"""

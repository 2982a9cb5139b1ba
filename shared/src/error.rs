//! Error types for the shared crate
//!
//! Record validation errors raised when a listing arrives from the API in a
//! shape the admin screens cannot key on, or when a new listing is rejected
//! before it is sent.

use thiserror::Error;

/// Listing validation error
#[derive(Debug, Clone, PartialEq, Eq, Error)]
pub enum ValidationError {
    /// Record has no usable identifier
    #[error("{collection} record is missing an id")]
    MissingId { collection: &'static str },

    /// Identifier appears more than once in one collection
    #[error("duplicate {collection} id: {id}")]
    DuplicateId { collection: &'static str, id: String },

    /// Creation payload field out of its allowed range
    #[error("invalid {field} in new {collection} listing: {reason}")]
    InvalidDraft {
        collection: &'static str,
        field: &'static str,
        reason: String,
    },
}

/// Result type for validation
pub type ValidationResult<T> = Result<T, ValidationError>;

"""

▶ _Activity_
Your answer should be the exact lines above from the one with "pub enum ValidationError" through the one with "type for validation", both included, and nothing besides.

▶ _Solution to this problem_
pub enum ValidationError {
    /// Record has no usable identifier
    #[error("{collection} record is missing an id")]
    MissingId { collection: &'static str },

    /// Identifier appears more than once in one collection
    #[error("duplicate {collection} id: {id}")]
    DuplicateId { collection: &'static str, id: String },

    /// Creation payload field out of its allowed range
    #[error("invalid {field} in new {collection} listing: {reason}")]
    InvalidDraft {
        collection: &'static str,
        field: &'static str,
        reason: String,
    },
}

/// Result type for validation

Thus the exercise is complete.